Bien que la communauté catholique de la région soit petite, sa présence et son dévouement sont inestimables, comme le souligne le Père León Dorado : « Même si nous ne sommes que deux ou trois… lors de nos messes, nous n’avons pas d’orchestre, mais nous avons une chorale. Nous ne pouvons pas oublier qu’au pied de la croix, il n’y avait pas grand monde. Ici, dans la région du Sahara occidental, la foi se vit dans les petits cadeaux que la vie, ou plutôt, Dieu… nous donne ; dans la résistance face à l’adversité et dans la lutte constante pour préserver la dignité humaine. »

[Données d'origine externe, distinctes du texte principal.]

use std::sync::Arc;

use axum::{
    extract::State,
    http::{header, Method, Uri},
    response::{IntoResponse, Response},
    Json,
};
use serde_json::json;

use crate::{
    web::{log, Error, REQUEST_ID_HEADER},
    AppState,
};

/// Turns a handler `Error` stored in the response extensions into the client facing `{"message": ..}` body,
/// logs the request and sets the cross-origin header on every response.
pub async fn response_mapper(
    State(app_state): State<AppState>,
    req_method: Method,
    uri: Uri,
    resp: Response,
) -> Response {
    let req_id = resp.headers().get(REQUEST_ID_HEADER).cloned();

    let web_error = resp.extensions().get::<Arc<Error>>().map(|er| &**er);
    let client_status_and_error = web_error.map(Error::status_code_and_client_error);

    log::log_request(
        req_id
            .as_ref()
            .and_then(|id| id.to_str().ok())
            .map(str::to_string),
        req_method,
        uri,
        resp.status(),
        web_error,
        client_status_and_error.as_ref(),
    );

    let mut resp = match client_status_and_error {
        Some((status, client_error)) => {
            let client_error_body = json!({ "message": client_error.to_string() });
            let mut err_resp = (status, Json(client_error_body)).into_response();
            // The propagated request id was set on the replaced response.
            if let Some(req_id) = req_id {
                err_resp.headers_mut().insert(REQUEST_ID_HEADER, req_id);
            }
            err_resp
        }
        None => resp,
    };

    resp.headers_mut().insert(
        header::ACCESS_CONTROL_ALLOW_ORIGIN,
        app_state.allow_origin.clone(),
    );

    resp
}
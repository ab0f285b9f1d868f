pub mod status;
pub mod sync;

use std::path::PathBuf;

use anyhow::{Context, Result};
use clap::Args;

use sharelink_core::{
    catalog,
    context::{ACCOUNT_ENV, HOME_ENV},
    Catalog, SessionContext,
};

/// Account and metadata selection shared by every subcommand.
#[derive(Args, Debug)]
pub struct ContextArgs {
    /// Account home directory (defaults to the current user's home).
    #[arg(long, env = HOME_ENV)]
    pub home: Option<PathBuf>,

    /// Account identifier (defaults to `$USER`).
    #[arg(long, env = ACCOUNT_ENV)]
    pub account: Option<String>,

    /// Subscription catalog YAML (defaults to `~/.sharelink/catalog.yaml`).
    #[arg(long, env = "SHARELINK_CATALOG")]
    pub catalog: Option<PathBuf>,
}

impl ContextArgs {
    pub fn session(&self) -> Result<SessionContext> {
        SessionContext::resolve(self.account.clone(), self.home.clone())
            .context("could not determine account context")
    }

    pub fn load_catalog(&self) -> Result<Catalog> {
        let path = match &self.catalog {
            Some(path) => path.clone(),
            None => catalog::catalog_path().context("could not locate default catalog")?,
        };
        Catalog::load_at(&path).with_context(|| format!("failed to load {}", path.display()))
    }
}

Des prêtres célèbrent la messe dans la préfecture du Sahara occidental
Des prêtres célèbrent la messe dans la préfecture du Sahara occidental

Le père León Dorado s’est rendu au siège international de ACN pour remercier la fondation pour son aide et présenter un nouveau projet, visant à soutenir la construction d’un appartement pour trois religieuses du Mexique et du Brésil qui seront en charge de Caritas et de la paroisse. Ces religieuses offrent déjà des cours préscolaires aux enfants de familles vulnérables et aux mères célibataires.

 

Par Maria Lozano.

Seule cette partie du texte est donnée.